_WHAT YOU HAVE TO DO_.
Would you please copy every line from the records that contains the word "serde"?

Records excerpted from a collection
=== Section Start ===

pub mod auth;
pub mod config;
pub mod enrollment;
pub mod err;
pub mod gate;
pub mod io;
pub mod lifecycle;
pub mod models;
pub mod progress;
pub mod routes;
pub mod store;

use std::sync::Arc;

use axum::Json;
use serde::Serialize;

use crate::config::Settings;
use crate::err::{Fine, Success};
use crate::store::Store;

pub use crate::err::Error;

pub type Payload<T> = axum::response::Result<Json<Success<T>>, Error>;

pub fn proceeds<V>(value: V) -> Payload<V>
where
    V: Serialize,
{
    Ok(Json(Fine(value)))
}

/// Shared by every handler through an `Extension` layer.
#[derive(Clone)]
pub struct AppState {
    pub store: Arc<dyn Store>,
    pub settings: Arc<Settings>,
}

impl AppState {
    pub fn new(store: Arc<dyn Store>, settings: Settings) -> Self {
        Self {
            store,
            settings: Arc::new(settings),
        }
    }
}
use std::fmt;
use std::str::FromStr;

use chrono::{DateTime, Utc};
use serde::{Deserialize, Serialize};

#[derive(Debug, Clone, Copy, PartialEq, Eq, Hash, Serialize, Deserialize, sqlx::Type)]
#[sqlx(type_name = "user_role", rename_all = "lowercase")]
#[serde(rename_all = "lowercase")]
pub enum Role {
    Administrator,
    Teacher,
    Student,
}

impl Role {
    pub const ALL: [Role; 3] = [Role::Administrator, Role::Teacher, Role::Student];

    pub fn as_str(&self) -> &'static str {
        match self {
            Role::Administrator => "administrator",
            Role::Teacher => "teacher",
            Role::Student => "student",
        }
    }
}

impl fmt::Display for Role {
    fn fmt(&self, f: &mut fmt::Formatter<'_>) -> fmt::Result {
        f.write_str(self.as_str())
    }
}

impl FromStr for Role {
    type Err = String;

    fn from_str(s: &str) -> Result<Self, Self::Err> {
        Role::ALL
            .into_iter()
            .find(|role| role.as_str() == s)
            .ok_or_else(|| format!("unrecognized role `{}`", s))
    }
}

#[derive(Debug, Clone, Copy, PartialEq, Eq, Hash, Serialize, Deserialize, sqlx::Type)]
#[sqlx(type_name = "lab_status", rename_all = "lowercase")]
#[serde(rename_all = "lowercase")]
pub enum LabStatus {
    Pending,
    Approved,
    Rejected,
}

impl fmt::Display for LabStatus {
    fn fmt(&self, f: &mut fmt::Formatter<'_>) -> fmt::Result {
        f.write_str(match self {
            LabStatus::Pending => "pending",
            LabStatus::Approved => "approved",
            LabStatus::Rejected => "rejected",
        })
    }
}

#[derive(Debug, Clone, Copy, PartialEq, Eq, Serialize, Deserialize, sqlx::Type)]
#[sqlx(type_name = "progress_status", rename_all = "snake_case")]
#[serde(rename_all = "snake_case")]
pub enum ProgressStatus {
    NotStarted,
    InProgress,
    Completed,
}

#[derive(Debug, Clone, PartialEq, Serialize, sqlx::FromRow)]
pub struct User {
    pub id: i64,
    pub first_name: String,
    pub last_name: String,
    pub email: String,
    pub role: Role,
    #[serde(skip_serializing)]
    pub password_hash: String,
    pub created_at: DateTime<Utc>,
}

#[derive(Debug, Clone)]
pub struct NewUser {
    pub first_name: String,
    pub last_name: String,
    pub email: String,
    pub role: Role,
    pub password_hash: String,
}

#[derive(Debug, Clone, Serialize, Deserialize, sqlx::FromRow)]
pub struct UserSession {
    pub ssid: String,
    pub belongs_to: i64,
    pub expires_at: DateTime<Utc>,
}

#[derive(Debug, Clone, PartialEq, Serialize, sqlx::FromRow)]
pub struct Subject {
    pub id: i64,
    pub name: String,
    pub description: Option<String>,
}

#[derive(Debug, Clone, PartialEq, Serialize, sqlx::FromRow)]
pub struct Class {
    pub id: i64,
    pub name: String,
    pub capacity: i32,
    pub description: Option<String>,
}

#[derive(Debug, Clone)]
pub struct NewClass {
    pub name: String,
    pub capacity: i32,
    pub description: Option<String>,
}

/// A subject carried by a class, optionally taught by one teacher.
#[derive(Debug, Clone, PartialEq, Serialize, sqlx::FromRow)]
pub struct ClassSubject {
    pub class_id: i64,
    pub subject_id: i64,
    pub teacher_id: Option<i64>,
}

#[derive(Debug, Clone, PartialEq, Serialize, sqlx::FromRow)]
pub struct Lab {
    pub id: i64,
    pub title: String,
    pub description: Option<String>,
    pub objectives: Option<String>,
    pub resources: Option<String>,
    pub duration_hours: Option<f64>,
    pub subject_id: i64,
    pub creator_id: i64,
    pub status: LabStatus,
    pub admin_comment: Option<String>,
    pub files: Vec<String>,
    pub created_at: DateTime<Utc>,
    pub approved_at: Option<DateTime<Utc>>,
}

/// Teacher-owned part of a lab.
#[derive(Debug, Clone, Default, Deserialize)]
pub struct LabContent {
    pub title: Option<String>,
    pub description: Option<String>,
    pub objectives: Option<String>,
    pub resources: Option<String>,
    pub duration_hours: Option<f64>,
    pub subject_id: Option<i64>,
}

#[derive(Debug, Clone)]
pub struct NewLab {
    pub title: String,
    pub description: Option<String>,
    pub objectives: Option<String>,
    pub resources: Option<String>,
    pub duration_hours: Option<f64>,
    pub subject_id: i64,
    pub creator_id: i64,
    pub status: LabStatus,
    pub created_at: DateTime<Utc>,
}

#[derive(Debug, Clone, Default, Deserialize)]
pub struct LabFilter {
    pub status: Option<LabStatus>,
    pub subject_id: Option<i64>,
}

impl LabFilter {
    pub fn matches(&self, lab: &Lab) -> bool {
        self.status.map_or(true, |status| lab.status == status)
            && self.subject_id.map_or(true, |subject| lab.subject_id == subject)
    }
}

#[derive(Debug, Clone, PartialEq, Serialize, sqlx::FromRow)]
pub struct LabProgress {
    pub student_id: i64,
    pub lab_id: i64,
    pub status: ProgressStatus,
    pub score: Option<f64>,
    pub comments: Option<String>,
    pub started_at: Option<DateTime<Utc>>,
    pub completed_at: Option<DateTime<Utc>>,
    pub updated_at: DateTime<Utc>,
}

=== Section End ===

_RESULT FOR THIS TASK_.
use serde::Serialize;
use serde::{Deserialize, Serialize};
#[serde(rename_all = "lowercase")]
#[serde(rename_all = "lowercase")]
#[serde(rename_all = "snake_case")]
    #[serde(skip_serializing)]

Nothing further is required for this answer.